## PROMPT
Each line of the entries below that includes "PubKey" belongs in your answer.

[Records from a data source]
"""

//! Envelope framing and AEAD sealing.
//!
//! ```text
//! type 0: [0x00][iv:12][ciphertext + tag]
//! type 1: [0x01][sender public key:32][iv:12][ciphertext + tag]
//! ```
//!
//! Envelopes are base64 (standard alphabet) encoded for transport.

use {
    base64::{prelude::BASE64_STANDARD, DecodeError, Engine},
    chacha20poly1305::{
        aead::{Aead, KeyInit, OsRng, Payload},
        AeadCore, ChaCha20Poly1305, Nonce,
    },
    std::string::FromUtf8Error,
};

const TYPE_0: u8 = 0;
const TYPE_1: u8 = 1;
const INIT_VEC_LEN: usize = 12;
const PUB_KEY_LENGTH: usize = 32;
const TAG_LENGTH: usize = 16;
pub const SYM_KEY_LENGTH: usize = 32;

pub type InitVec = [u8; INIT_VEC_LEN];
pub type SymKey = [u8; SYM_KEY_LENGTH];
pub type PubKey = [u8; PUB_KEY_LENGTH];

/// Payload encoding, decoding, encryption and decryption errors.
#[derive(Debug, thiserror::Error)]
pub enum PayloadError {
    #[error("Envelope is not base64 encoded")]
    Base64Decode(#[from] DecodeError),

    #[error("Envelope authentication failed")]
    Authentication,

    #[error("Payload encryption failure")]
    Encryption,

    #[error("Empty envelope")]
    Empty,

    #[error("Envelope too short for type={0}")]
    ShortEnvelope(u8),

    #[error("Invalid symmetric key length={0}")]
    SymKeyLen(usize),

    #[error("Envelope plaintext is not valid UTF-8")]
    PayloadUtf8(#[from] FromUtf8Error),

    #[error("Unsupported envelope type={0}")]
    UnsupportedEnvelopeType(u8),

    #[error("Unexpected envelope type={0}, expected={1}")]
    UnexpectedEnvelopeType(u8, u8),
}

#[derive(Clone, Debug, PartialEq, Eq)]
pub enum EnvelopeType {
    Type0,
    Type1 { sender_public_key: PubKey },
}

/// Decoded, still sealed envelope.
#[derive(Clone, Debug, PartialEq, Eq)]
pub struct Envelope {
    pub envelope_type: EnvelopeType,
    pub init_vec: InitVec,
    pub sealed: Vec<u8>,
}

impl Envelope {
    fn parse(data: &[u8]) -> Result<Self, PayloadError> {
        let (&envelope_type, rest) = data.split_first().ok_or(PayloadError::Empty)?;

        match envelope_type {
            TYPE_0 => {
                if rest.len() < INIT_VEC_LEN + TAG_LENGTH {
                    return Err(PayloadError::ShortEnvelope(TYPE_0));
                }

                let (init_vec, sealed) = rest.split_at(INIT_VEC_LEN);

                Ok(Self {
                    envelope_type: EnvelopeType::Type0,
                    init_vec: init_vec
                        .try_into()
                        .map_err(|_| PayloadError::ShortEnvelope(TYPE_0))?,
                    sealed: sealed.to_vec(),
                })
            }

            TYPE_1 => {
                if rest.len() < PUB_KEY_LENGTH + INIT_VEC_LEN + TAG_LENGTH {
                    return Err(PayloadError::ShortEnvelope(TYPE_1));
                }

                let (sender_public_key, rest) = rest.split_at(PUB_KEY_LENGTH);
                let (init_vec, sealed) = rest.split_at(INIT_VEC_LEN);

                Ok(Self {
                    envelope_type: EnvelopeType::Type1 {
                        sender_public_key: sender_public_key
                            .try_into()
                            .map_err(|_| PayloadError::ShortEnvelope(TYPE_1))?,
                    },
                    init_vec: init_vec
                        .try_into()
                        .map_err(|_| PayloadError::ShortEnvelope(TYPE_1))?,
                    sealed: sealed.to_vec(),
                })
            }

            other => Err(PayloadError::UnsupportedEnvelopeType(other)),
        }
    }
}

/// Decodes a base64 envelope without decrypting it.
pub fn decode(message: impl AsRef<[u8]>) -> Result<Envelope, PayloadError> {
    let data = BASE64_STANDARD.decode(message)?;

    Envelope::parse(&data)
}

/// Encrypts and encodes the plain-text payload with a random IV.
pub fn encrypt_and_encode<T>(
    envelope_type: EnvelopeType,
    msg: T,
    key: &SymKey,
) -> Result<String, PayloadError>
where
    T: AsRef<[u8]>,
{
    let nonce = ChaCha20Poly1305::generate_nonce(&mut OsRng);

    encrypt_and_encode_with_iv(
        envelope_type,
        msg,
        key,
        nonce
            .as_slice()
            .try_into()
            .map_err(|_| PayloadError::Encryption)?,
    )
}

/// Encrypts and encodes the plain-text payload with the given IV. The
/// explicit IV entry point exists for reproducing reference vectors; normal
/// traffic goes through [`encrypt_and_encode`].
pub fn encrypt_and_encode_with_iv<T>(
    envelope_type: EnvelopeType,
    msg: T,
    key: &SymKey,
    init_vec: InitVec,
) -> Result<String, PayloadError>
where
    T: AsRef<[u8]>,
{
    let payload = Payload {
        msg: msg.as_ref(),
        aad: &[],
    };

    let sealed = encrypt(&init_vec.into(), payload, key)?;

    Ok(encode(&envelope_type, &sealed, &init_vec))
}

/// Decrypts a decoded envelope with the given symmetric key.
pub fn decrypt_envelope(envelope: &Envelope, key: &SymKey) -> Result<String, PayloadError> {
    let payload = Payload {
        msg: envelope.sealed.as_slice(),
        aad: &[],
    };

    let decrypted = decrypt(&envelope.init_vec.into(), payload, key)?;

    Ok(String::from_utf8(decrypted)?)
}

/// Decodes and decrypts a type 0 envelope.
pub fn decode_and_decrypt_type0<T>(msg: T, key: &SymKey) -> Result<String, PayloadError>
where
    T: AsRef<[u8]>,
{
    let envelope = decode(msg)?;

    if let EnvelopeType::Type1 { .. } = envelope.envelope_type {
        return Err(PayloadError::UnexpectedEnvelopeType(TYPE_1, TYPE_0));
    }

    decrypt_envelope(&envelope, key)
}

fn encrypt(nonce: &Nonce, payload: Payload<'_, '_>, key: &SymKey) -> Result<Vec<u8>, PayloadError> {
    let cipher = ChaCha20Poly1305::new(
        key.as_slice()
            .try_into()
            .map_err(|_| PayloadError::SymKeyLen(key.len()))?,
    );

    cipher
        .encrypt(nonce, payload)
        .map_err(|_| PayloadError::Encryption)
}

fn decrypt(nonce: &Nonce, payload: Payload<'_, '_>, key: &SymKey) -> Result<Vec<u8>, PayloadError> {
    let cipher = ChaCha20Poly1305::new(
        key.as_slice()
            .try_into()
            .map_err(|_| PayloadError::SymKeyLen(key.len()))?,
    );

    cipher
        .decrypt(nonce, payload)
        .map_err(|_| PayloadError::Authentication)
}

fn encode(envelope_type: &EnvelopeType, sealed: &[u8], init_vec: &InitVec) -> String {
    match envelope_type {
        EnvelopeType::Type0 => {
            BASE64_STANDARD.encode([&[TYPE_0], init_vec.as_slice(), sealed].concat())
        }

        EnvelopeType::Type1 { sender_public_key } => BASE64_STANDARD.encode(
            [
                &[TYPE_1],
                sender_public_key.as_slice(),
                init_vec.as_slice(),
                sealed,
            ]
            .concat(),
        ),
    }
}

"""
"""

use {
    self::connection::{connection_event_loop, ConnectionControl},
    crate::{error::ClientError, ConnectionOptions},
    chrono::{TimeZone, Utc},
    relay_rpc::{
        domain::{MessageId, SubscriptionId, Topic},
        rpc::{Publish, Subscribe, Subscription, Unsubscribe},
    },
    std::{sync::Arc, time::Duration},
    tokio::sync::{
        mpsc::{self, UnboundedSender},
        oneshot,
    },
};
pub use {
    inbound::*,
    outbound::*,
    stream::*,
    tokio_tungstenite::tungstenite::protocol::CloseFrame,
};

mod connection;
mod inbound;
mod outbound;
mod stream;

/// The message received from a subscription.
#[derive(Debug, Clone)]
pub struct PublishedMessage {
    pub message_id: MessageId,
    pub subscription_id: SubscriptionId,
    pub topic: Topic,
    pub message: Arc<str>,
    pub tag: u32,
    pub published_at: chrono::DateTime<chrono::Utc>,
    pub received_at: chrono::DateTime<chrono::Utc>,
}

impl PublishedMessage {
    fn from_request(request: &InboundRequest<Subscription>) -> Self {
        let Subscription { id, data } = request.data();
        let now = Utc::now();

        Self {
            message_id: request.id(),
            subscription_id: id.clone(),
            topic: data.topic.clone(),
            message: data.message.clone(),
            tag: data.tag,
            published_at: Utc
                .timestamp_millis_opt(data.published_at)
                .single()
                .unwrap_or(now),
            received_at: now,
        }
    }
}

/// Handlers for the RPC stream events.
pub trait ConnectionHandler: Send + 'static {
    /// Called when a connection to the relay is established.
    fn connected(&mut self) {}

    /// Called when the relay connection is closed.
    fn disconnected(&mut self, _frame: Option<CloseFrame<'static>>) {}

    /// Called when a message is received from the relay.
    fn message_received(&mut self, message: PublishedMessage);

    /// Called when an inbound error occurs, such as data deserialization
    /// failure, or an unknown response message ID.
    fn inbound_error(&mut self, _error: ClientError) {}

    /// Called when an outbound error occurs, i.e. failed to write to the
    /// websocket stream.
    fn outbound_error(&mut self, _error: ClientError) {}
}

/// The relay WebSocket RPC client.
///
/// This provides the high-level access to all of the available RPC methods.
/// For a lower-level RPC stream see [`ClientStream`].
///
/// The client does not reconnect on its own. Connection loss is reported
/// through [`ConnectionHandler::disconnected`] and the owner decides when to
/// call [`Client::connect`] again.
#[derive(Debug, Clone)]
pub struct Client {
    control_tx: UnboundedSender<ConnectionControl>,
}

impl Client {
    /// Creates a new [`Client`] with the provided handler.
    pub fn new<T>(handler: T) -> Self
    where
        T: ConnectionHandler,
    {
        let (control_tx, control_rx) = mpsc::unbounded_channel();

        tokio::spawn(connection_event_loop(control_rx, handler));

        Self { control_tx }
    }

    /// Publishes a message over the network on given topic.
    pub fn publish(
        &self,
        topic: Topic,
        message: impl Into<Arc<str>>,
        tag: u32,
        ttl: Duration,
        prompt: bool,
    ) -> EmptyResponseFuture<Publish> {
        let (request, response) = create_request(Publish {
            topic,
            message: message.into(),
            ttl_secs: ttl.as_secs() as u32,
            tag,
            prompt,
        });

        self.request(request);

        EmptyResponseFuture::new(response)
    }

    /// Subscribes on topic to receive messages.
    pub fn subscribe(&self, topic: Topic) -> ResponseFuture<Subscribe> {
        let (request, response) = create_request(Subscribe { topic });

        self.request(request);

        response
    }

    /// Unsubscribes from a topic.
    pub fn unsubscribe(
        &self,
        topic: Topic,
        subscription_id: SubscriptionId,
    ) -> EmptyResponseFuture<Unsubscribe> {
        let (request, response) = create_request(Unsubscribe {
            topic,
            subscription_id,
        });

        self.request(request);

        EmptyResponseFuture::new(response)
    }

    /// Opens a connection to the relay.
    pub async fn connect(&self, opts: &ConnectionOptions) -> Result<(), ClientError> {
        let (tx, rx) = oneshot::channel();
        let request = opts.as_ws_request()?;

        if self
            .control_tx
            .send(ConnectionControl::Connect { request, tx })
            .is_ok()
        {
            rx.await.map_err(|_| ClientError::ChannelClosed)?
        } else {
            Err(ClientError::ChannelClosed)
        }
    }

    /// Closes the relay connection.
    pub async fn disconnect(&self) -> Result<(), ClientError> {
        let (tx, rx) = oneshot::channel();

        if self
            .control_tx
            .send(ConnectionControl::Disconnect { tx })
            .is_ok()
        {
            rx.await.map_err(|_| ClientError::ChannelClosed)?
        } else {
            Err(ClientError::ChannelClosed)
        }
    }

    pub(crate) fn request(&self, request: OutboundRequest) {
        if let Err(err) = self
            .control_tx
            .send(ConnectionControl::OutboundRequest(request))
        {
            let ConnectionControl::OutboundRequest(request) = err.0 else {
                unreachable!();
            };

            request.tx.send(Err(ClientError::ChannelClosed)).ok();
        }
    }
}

"""

## TASK ANSWER
pub type PubKey = [u8; PUB_KEY_LENGTH];
    Type1 { sender_public_key: PubKey },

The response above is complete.